Qualche settimana fa si sono svolte, presso l'aula magna del Liceo Classico Giovanni Prati di Trento, le premiazioni di "Ecoquiz: in missione per il pianeta", il quiz a premi dinamico, divertente ed educativo sotto forma di App per smartphone, tablet o pc che ha permesso agli studenti delle scuole secondarie di secondo grado del Trentino di misurarsi con le conoscenze in materia di biodiversità, smaltimento e riciclaggio dei rifiuti, raccolta differenziata, consumo consapevole, mobilità sostenibile e risparmio energetico: più di 2000 domande e un test per scoprire "quanta terra usi", ovvero il peso del proprio stile di vita in termini di sostenibilità ambientale.

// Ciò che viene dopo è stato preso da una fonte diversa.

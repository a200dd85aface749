// Cache Store
//
// Versioned named caches of captured responses. The store itself is an
// injected interface so tests and the demo binary can run against the
// in-memory implementation while a runtime adapter can bridge to real
// cache storage.

use async_trait::async_trait;
use std::collections::HashMap;
use std::sync::Arc;
use tokio::sync::RwLock;

use crate::worker::error::{Result, WorkerError};
use crate::worker::types::{CacheName, CapturedResponse};

/// Abstract named-cache key-value store. Implementations provide atomic
/// per-key put/get; no cross-key transaction is ever assumed.
#[async_trait]
pub trait CacheStore: Send + Sync {
    /// Store a response under `key` in the named cache, overwriting any
    /// previous entry for the same key.
    async fn put(&self, cache: &str, key: &str, response: CapturedResponse) -> Result<()>;

    /// Look up a response by key in the named cache.
    async fn get(&self, cache: &str, key: &str) -> Result<Option<CapturedResponse>>;

    /// Remove a single entry. Returns whether an entry existed.
    async fn delete(&self, cache: &str, key: &str) -> Result<bool>;

    /// Remove an entire named cache and all of its entries.
    async fn delete_cache(&self, cache: &str) -> Result<bool>;

    /// Names of all caches currently present.
    async fn cache_names(&self) -> Result<Vec<CacheName>>;
}

/// A versioned cache generation. Exactly one generation is current at any
/// time; any cache whose name differs from the current generation's name is
/// stale and gets evicted at activation.
#[derive(Debug, Clone, PartialEq, Eq)]
pub struct CacheGeneration {
    prefix: String,
    version: String,
}

impl CacheGeneration {
    pub fn new(prefix: impl Into<String>, version: impl Into<String>) -> Self {
        Self {
            prefix: prefix.into(),
            version: version.into(),
        }
    }

    /// Full cache name with the embedded version tag, e.g. `threefold-v1`
    pub fn name(&self) -> String {
        format!("{}-{}", self.prefix, self.version)
    }

    pub fn version(&self) -> &str {
        &self.version
    }

    /// Whether an existing cache name belongs to a superseded generation
    pub fn is_stale(&self, cache_name: &str) -> bool {
        cache_name != self.name()
    }
}

/// In-memory cache store used by tests and the demo binary.
///
/// An optional per-cache entry capacity simulates storage quota: a put into
/// a full cache fails with `QuotaExceeded` unless it overwrites an existing
/// key.
pub struct MemoryCacheStore {
    caches: Arc<RwLock<HashMap<CacheName, HashMap<String, CapturedResponse>>>>,
    capacity: Option<usize>,
}

impl MemoryCacheStore {
    pub fn new() -> Self {
        Self {
            caches: Arc::new(RwLock::new(HashMap::new())),
            capacity: None,
        }
    }

    /// Store that rejects puts beyond `capacity` entries per cache
    pub fn with_capacity(capacity: usize) -> Self {
        Self {
            caches: Arc::new(RwLock::new(HashMap::new())),
            capacity: Some(capacity),
        }
    }

    /// Number of entries in a named cache
    pub async fn entry_count(&self, cache: &str) -> usize {
        let caches = self.caches.read().await;
        caches.get(cache).map(|c| c.len()).unwrap_or(0)
    }
}

impl Default for MemoryCacheStore {
    fn default() -> Self {
        Self::new()
    }
}

#[async_trait]
impl CacheStore for MemoryCacheStore {
    async fn put(&self, cache: &str, key: &str, response: CapturedResponse) -> Result<()> {
        let mut caches = self.caches.write().await;
        let entries = caches.entry(cache.to_string()).or_default();

        if let Some(capacity) = self.capacity {
            if entries.len() >= capacity && !entries.contains_key(key) {
                return Err(WorkerError::QuotaExceeded {
                    cache: cache.to_string(),
                });
            }
        }

        entries.insert(key.to_string(), response);
        Ok(())
    }

    async fn get(&self, cache: &str, key: &str) -> Result<Option<CapturedResponse>> {
        let caches = self.caches.read().await;
        Ok(caches.get(cache).and_then(|c| c.get(key)).cloned())
    }

    async fn delete(&self, cache: &str, key: &str) -> Result<bool> {
        let mut caches = self.caches.write().await;
        Ok(caches
            .get_mut(cache)
            .map(|c| c.remove(key).is_some())
            .unwrap_or(false))
    }

    async fn delete_cache(&self, cache: &str) -> Result<bool> {
        let mut caches = self.caches.write().await;
        Ok(caches.remove(cache).is_some())
    }

    async fn cache_names(&self) -> Result<Vec<CacheName>> {
        let caches = self.caches.read().await;
        let mut names: Vec<CacheName> = caches.keys().cloned().collect();
        names.sort();
        Ok(names)
    }
}

#[cfg(test)]
mod tests {
    use super::*;

    #[test]
    fn test_generation_name_embeds_version() {
        let generation = CacheGeneration::new("threefold", "v1");
        assert_eq!(generation.name(), "threefold-v1");
    }

    #[test]
    fn test_generation_staleness() {
        let generation = CacheGeneration::new("threefold", "v1");
        assert!(!generation.is_stale("threefold-v1"));
        assert!(generation.is_stale("threefold-v0"));
        assert!(generation.is_stale("other-cache"));
    }

    #[tokio::test]
    async fn test_put_then_get_round_trip() {
        let store = MemoryCacheStore::new();
        let response = CapturedResponse::ok(b"<html>".to_vec());

        store
            .put("threefold-v1", "GET https://cleave.app/", response.clone())
            .await
            .unwrap();

        let found = store
            .get("threefold-v1", "GET https://cleave.app/")
            .await
            .unwrap();
        assert_eq!(found, Some(response));
    }

    #[tokio::test]
    async fn test_put_overwrites_existing_key() {
        let store = MemoryCacheStore::new();
        let key = "GET https://cleave.app/";

        store
            .put("threefold-v1", key, CapturedResponse::ok(b"old".to_vec()))
            .await
            .unwrap();
        store
            .put("threefold-v1", key, CapturedResponse::ok(b"new".to_vec()))
            .await
            .unwrap();

        let found = store.get("threefold-v1", key).await.unwrap().unwrap();
        assert_eq!(found.body, b"new");
        assert_eq!(store.entry_count("threefold-v1").await, 1);
    }

    #[tokio::test]
    async fn test_get_missing_cache_is_none() {
        let store = MemoryCacheStore::new();
        let found = store.get("absent", "GET https://cleave.app/").await.unwrap();
        assert!(found.is_none());
    }

    #[tokio::test]
    async fn test_delete_cache_removes_all_entries() {
        let store = MemoryCacheStore::new();
        store
            .put("threefold-v0", "a", CapturedResponse::ok(b"1".to_vec()))
            .await
            .unwrap();
        store
            .put("threefold-v0", "b", CapturedResponse::ok(b"2".to_vec()))
            .await
            .unwrap();

        assert!(store.delete_cache("threefold-v0").await.unwrap());
        assert!(!store.delete_cache("threefold-v0").await.unwrap());
        assert!(store.get("threefold-v0", "a").await.unwrap().is_none());
    }

    #[tokio::test]
    async fn test_cache_names_lists_all() {
        let store = MemoryCacheStore::new();
        store
            .put("threefold-v0", "a", CapturedResponse::ok(b"".to_vec()))
            .await
            .unwrap();
        store
            .put("threefold-v1", "a", CapturedResponse::ok(b"".to_vec()))
            .await
            .unwrap();

        let names = store.cache_names().await.unwrap();
        assert_eq!(names, vec!["threefold-v0".to_string(), "threefold-v1".to_string()]);
    }

    #[tokio::test]
    async fn test_capacity_rejects_new_keys_when_full() {
        let store = MemoryCacheStore::with_capacity(1);
        store
            .put("threefold-v1", "a", CapturedResponse::ok(b"1".to_vec()))
            .await
            .unwrap();

        let err = store
            .put("threefold-v1", "b", CapturedResponse::ok(b"2".to_vec()))
            .await
            .unwrap_err();
        assert!(matches!(err, WorkerError::QuotaExceeded { .. }));

        // Overwriting an existing key is still allowed
        store
            .put("threefold-v1", "a", CapturedResponse::ok(b"3".to_vec()))
            .await
            .unwrap();
    }
}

A premiare i tre studenti vincitori e la classe vi erano la dirigente generale di APPA, Laura Boschini, la sostituta dirigente del Settore tecnico per la tutela dell'ambiente di APPA, Raffaella Canepel, la dott.ssa Monica Tamanini referente del progetto, assieme a Stefano Trainotti del Servizio del Istruzione e Formazione del secondo grado università e ricerca della Provincia. Presenti numerosi docenti e studenti che hanno partecipato al gioco. Quello di Ecoquiz è stato infatti un successo oltre alle aspettative: si sono iscritte 41 classi con 587 studenti di 10 Istituti scolastici delle secondarie di 2° grado (20 licei, 17 istituti tecnici, 4 scuole della formazione professionale). Le partite giocate dal 6 aprile al 12 maggio sono state ben 22.812, con una media di 617 partite al giorno e 116 partite per giocatore.
Un complimento particolare ad APPA per aver creduto nel progetto e averlo portato avanti nel tempo ma soprattutto agli studenti vincitori Nicoletta, Tiziano, Gabriele, e a tutta la classe 2°A del Liceo scientifico Scienze applicate dell'Istituto L. Guetti di Tione di Trento  per il risultato raggiunto.